Although I didn’t double-check this, I suspect this book began its life as a dissertation or thesis. It’s short; the analysis is neatly bifurcated; the uptake (applying two frameworks to the same case is generative) isn’t particularly surprising. Yet I think it’s also useful for understanding how a piecemeal approach runs into the institutional wall of secondary education. If you’re interested in dual frameworks, secondary education, or educational change, definitely take a look.


Reading :: Making Christ present in China

Making Christ present in China: Actor-network theory and the anthropology of Christianity By Michel Chambon

In this ethnography, Michel Chambon examines churches in the Yanping District — state-licensed and underground; Catholic, Protestant, and three-self — to understand how Chinese Christians take up Christianity and translate it in their practice. 


The book is substantial, but not exactly in my field of expertise. So I’ll only say a few things about it. 


First, although Christians encourage us to understand Christianity as an underlying truth, it’s also common knowledge that Christianity is adapted to the environment that hosts it. For instance, most of us know that Easter is celebrated with iconography emphasizing Christ’s resurrection, but also symbols of fertility (eggs, rabbits). Catholic holidays are littered with this casual synchretism. Although Christianity has been applied to colonize non-Christian countries, those countries also reinterpret Christianity in terms of their own cultures and beliefs. Chambon provides more evidence for this fact. Interestingly, he points out that Thanksgiving — a specifically American and not necessarily religious holiday — has been taken up by Chinese believers as a Christian holiday and linked with Chinese customs that predate it. This uptake apparently came from South Korea, where US troops brought it during the war. And it is so broadly accepted that the people Chambon interviewed were surprised to hear that it wasn’t celebrated by Christians worldwide.

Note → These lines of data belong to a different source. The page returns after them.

impl ContentGenerator {
    pub fn new(
        llm: Arc<dyn CompletionClient>,
        historian: Arc<HistoricalComparator>,
        language: impl Into<String>,
    ) -> Self {
        Self {
            llm,
            historian,
            language: language.into(),
        }
    }

    /// Completion-service reachability, used by the facade's health probe.
    pub async fn probe(&self) -> bool {
        match self.llm.health_check().await {
            Ok(()) => true,
            Err(e) => {
                log::warn!("Completion service health check failed: {}", e);
                false
            }
        }
    }

    /// Generates one article. Fails only when the request is invalid or the
    /// model gives back nothing usable; historical enrichment is best-effort.
    pub async fn generate_article(&self, request: &GenerationRequest) -> Result<GeneratedContent, GenerationError> {
        let (article, _) = self.generate_enriched(request).await?;
        Ok(article)
    }

    /// Same as [`generate_article`](Self::generate_article), also handing back
    /// the enrichment search so callers can build on it without searching
    /// the topic again.
    pub async fn generate_enriched(
        &self,
        request: &GenerationRequest,
    ) -> Result<(GeneratedContent, anyhow::Result<Vec<HistoricalParallel>>), GenerationError> {
        validate(request)?;

        let prompt = self.build_article_prompt(request);
        let completion = CompletionRequest::new(prompt)
            .system(system_prompt(request.style))
            .temperature(0.3)
            .max_tokens(request.length.max_tokens());

        log::info!(
            "Generating {:?}/{:?} article on '{}'",
            request.style, request.length, request.topic.trim()
        );

        let response = self
            .llm
            .complete(completion)
            .await
            .map_err(GenerationError::Completion)?;

        if response.trim().is_empty() {
            return Err(GenerationError::EmptyResponse);
        }

        let draft = match parse_article(&response) {
            Some(draft) => draft,
            None => {
                log::warn!("Article response was not a valid JSON envelope; salvaging from raw text");
                salvage_article(&response).ok_or(GenerationError::Unsalvageable)?
            }
        };

        let sources = if request.include_sources {
            let mut sources = draft.sources.clone();
            if let Some(url) = &request.source_url {
                if !sources.contains(url) {
                    sources.insert(0, url.clone());
                }
            }
            Some(sources)
        } else {
            None
        };

        let search = self
            .historian
            .find_parallels(&HistoricalQuery::new(request.topic.trim()))
            .await;
        let parallels = match &search {
            Ok(found) => found.iter().map(|p| p.to_comparison()).collect(),
            Err(e) => {
                log::warn!("Historical enrichment failed for '{}': {:#}", request.topic.trim(), e);
                Vec::new()
            }
        };

        let article = GeneratedContent {
            read_time: read_time_minutes(&draft.content),
            bias_score: provisional_bias_score(&draft.content),
            category: normalize_category(draft.category.as_deref()),
            title: draft.title,
            content: draft.content,
            summary: draft.summary,
            tags: draft.tags,
            key_points: draft.key_points,
            sources,
            historical_parallels: Some(parallels),
            generated_at: chrono::Utc::now(),
        };

        Ok((article, search))
    }

    /// Narration script for a short vertical video, segmented with `[M:SS]`
    /// markers.
    pub async fn generate_short_script(
        &self,
        article: &GeneratedContent,
        duration_secs: u32,
    ) -> Result<String, GenerationError> {
        if !(15..=180).contains(&duration_secs) {
            return Err(GenerationError::InvalidRequest(format!(
                "short duration must be between 15 and 180 seconds, got {}",
                duration_secs
            )));
        }

        let key_points = if article.key_points.is_empty() {
            String::new()
        } else {
            format!("Key points:\n- {}\n", article.key_points.join("\n- "))
        };

        let prompt = format!(
            "Turn this article into a narration script for a {}-second vertical video.\n\n\
            Title: {}\nSummary: {}\n{}\n\
            Rules:\n\
            1. Start every segment with a timestamp marker like [0:00], [0:15], [0:30].\n\
            2. The first segment starts at [0:00]; one segment every 10 to 15 seconds.\n\
            3. Spoken text only: no stage directions, no emojis, no markdown.\n\
            4. Stay neutral and factual.\n\
            5. Write in {}.",
            duration_secs, article.title, article.summary, key_points, self.language
        );

        let response = self
            .llm
            .complete(CompletionRequest::new(prompt).temperature(0.6).max_tokens(800))
            .await
            .map_err(GenerationError::Completion)?;

        let script = response.trim().trim_matches('`').trim().to_string();
        if script.is_empty() {
            return Err(GenerationError::EmptyResponse);
        }
        Ok(script)
    }

    /// Free-form completion.
    pub async fn generate_custom(
        &self,
        prompt: &str,
        system: Option<&str>,
        temperature: f32,
        max_tokens: u32,
    ) -> Result<String, GenerationError> {
        let prompt = prompt.trim();
        if prompt.is_empty() {
            return Err(GenerationError::InvalidRequest("prompt cannot be empty".to_string()));
        }
        if prompt.chars().count() > MAX_CUSTOM_PROMPT_CHARS {
            return Err(GenerationError::InvalidRequest(format!(
                "prompt exceeds {} characters",
                MAX_CUSTOM_PROMPT_CHARS
            )));
        }

        let mut request = CompletionRequest::new(prompt)
            .temperature(temperature.clamp(0.0, 2.0))
            .max_tokens(max_tokens);
        if let Some(system) = system {
            request = request.system(system);
        }

        let response = self
            .llm
            .complete(request)
            .await
            .map_err(GenerationError::Completion)?;

        if response.trim().is_empty() {
            return Err(GenerationError::EmptyResponse);
        }
        Ok(response)
    }

    fn build_article_prompt(&self, request: &GenerationRequest) -> String {
        let source = match &request.source_url {
            Some(url) => format!("Reference source: {}\n", url),
            None => String::new(),
        };
        let sources_rule = if request.include_sources {
            "List every source you relied on in \"sources\"."
        } else {
            "Leave \"sources\" as an empty list."
        };
        let categories = ContentCategory::ALL
            .iter()
            .map(|c| c.as_str())
            .collect::<Vec<_>>()
            .join(", ");

        format!(
            "Write a news article about: {}\n{}\
            Audience: {}\n\
            Target length: about {} words.\n\
            Language: {}.\n\n\
            Rules:\n\
            1. Attribute claims; separate facts from opinion.\n\
            2. Avoid loaded, emotional or absolutist wording.\n\
            3. {}\n\n\
            Output JSON only, with exactly these fields:\n\
            {{\"title\": \"...\", \"content\": \"full article, paragraphs separated by blank lines\", \
            \"summary\": \"2-3 sentences\", \"tags\": [\"...\"], \"category\": \"one of: {}\", \
            \"keyPoints\": [\"...\"], \"sources\": [\"...\"]}}",
            request.topic.trim(),
            source,
            request.target_audience.describe(),
            request.length.target_words(),
            self.language,
            sources_rule,
            categories
        )
    }
}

Second, Chambon also examines the uptake of symbols. One mildly surprising symbol was the piano, which churchgoers took to be the quintessential Christian instrument — so much so that they couldn’t imagine a church without it. They could imagine a church without a cross, but not without a piano. 

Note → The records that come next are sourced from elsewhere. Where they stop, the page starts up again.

impl AiService {
    pub fn new(
        content: Arc<ContentGenerator>,
        bias: Arc<BiasDetector>,
        historian: Arc<HistoricalComparator>,
        voice: Arc<VoiceSynthesizer>,
    ) -> Self {
        Self {
            content,
            bias,
            historian,
            voice,
            health: OnceCell::new(),
        }
    }

    /// Wires every service over one completion client and one speech client.
    pub fn from_clients(llm: Arc<dyn CompletionClient>, speech: Arc<dyn SpeechClient>, config: &Config) -> Self {
        let language = config.content.language.clone();
        let historian = Arc::new(HistoricalComparator::new(
            llm.clone(),
            config.historical.clone(),
            language.clone(),
        ));
        let content = Arc::new(ContentGenerator::new(llm.clone(), historian.clone(), language.clone()));
        let bias = Arc::new(BiasDetector::new(llm, language));
        let voice = Arc::new(VoiceSynthesizer::new(speech, config.tts.clone()));
        Self::new(content, bias, historian, voice)
    }

    pub fn content(&self) -> &ContentGenerator {
        &self.content
    }

    pub fn bias(&self) -> &BiasDetector {
        &self.bias
    }

    pub fn historian(&self) -> &HistoricalComparator {
        &self.historian
    }

    pub fn voice(&self) -> &VoiceSynthesizer {
        &self.voice
    }

    /// Probes both upstream services once; later calls return the cached result.
    pub async fn initialize(&self) -> ServiceHealth {
        self.health
            .get_or_init(|| async {
                let (completion, speech) = tokio::join!(self.content.probe(), self.voice.probe());
                let health = ServiceHealth {
                    completion,
                    speech,
                    checked_at: Utc::now(),
                };
                log::info!(
                    "AI services initialized: completion={} speech={}",
                    health.completion,
                    health.speech
                );
                health
            })
            .await
            .clone()
    }

    pub fn health(&self) -> Option<ServiceHealth> {
        self.health.get().cloned()
    }

    /// Article, then bias analysis and historical context concurrently, then
    /// the short script and its narration. Only the article itself can fail
    /// the workflow.
    pub async fn create_comprehensive_content(
        &self,
        request: &ComprehensiveRequest,
    ) -> Result<ComprehensiveContent, GenerationError> {
        let wants_short = request.include_short || request.include_audio;
        let duration = request.short_duration.unwrap_or(DEFAULT_SHORT_SECONDS);
        if wants_short && !(15..=180).contains(&duration) {
            return Err(GenerationError::InvalidRequest(format!(
                "short duration must be between 15 and 180 seconds, got {}",
                duration
            )));
        }

        let (article, search) = self.content.generate_enriched(&request.article).await?;
        let mut warnings = Vec::new();

        let bias_task = async {
            if request.include_bias_analysis {
                Some(self.bias.analyze_content(&article.content, &BiasOptions {
                    detailed: true,
                    context: Some(article.title.clone()),
                }).await)
            } else {
                None
            }
        };
        let historical_task = async {
            if request.include_historical {
                Some(self.historian.analyze_search(request.article.topic.trim(), search).await)
            } else {
                None
            }
        };
        let (bias_analysis, historical_context) = tokio::join!(bias_task, historical_task);

        if bias_analysis.as_ref().is_some_and(|a| a.is_fallback) {
            warnings.push("bias_analysis".to_string());
        }
        if historical_context.as_ref().is_some_and(|h| h.is_fallback) {
            warnings.push("historical_context".to_string());
        }

        let short_script = if wants_short {
            match self.content.generate_short_script(&article, duration).await {
                Ok(script) => Some(script),
                Err(e) => {
                    log::warn!("Short script generation failed: {}. Using summary script.", e);
                    warnings.push("short_script".to_string());
                    Some(summary_script(&article))
                }
            }
        } else {
            None
        };

        let audio = match (&short_script, request.include_audio) {
            (Some(script), true) => {
                let synthesis = self.voice.synthesize_short_script(script, &request.synthesis).await;
                if !synthesis.success {
                    warnings.push("audio".to_string());
                }
                Some(synthesis)
            }
            _ => None,
        };

        if !warnings.is_empty() {
            log::warn!("Comprehensive content for '{}' degraded: {:?}", article.title, warnings);
        }

        Ok(ComprehensiveContent {
            article,
            bias_analysis: bias_analysis.map(BiasReport::new),
            historical_context,
            short_script,
            audio,
            warnings,
        })
    }

    /// Script for an existing article, optionally narrated segment by segment.
    pub async fn create_short_from_article(
        &self,
        article: &GeneratedContent,
        options: &ShortOptions,
    ) -> Result<ShortContent, GenerationError> {
        let duration = options.duration_secs.unwrap_or(DEFAULT_SHORT_SECONDS);
        let script = self.content.generate_short_script(article, duration).await?;
        let segments = parse_script(&script);
        let mut warnings = Vec::new();

        let audio = if options.synthesize_audio {
            let synthesis = self.voice.synthesize_short_script(&script, &options.synthesis).await;
            if !synthesis.success {
                warnings.push("audio".to_string());
            }
            Some(synthesis)
        } else {
            None
        };

        Ok(ShortContent {
            script,
            segments,
            audio,
            warnings,
        })
    }

    pub async fn analyze_content_bias(&self, text: &str, options: &BiasOptions) -> BiasReport {
        BiasReport::new(self.bias.analyze_content(text, options).await)
    }

    pub async fn get_historical_context(&self, query: &HistoricalQuery) -> HistoricalContext {
        let analysis = self.historian.find_historical_parallels(query).await;
        let relevance_labels = analysis
            .parallels
            .iter()
            .map(|p| labels::relevance_label(p.relevance_score))
            .collect();
        HistoricalContext {
            analysis,
            relevance_labels,
        }
    }

    pub async fn process_custom_prompt(
        &self,
        prompt: &str,
        options: &CustomPromptOptions,
    ) -> Result<CustomResponse, GenerationError> {
        let response = self
            .content
            .generate_custom(
                prompt,
                options.system.as_deref(),
                options.temperature.unwrap_or(0.7),
                options.max_tokens.unwrap_or(1000),
            )
            .await?;

        let mut warnings = Vec::new();
        let bias_analysis = if options.analyze_bias {
            let analysis = self.bias.analyze_content(&response, &BiasOptions::default()).await;
            if analysis.is_fallback {
                warnings.push("bias_analysis".to_string());
            }
            Some(BiasReport::new(analysis))
        } else {
            None
        };

        Ok(CustomResponse {
            response,
            bias_analysis,
            warnings,
        })
    }
}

Although I enjoyed this discussion, I was not convinced that actor-network theory was a necessary part of the analysis. I also didn’t think the book was especially dense — honestly, I think it could have been much shorter. 


Still, if you are interested in how beliefs are taken up and translated in new environments, I recommend reading this book.


Monday, June 24, 2024

Readings :: Organizing Networks


Organizing Networks: An Actor-Network Theory of Organizations
By Andréa Belliger and David J. Krieger

I've continued my interest in actor-network theory (ANT), organizations, and sociological approaches, which first came together in my book Network. So when I saw this book in the library, I went ahead and picked it up.

This book was published in 2016, and it's definitely a product of its time, focusing on examples such as networked social movements, open educational resources, and open-source software. The authors' goal is to understand such networked organizations by using the concepts and terms of ANT. 

In contrast to networked organizations, "the networks we are talking about are the basic from of social and organizational order and not a particular way in which some traditional organizations might decide to work together. Based on ANT, the concept of network we propose is neither market, nor bureaucracy, nor a mixture of the two. Our aim is to offer a different theoretical foundation for talking about organizations as networks" (p.12). ANT, they say, is "fundamentally different from relational sociology. ANT has its basis in ethnography and science and technology studies and proposes a methodological symmetry between humans and non-humans. This clearly distinguishes ANT from relational sociology" (pp. 12-13). They add, "For actor-network theory, social space is flat and the whole is always less than the sum of the parts. Networks are scalable actors, and actors are always made up of many heterogeneous associations. In other words, the actor is the network. ... Following actor-network theory, we will portray organizations as processes of organizing in which heterogeneous actors, both human and non-human, are constantly negotiating and re-negotiating programs of action" (p.14).

Since "organizing is indistinguishable from activities of networking," they acknowledge that "it would probably be more appropriate not to speak of networks at all, but only of networking. ... when we use the word 'network,' we always understand this term to imply the activity of networking as it is defined by ANT." (p.15)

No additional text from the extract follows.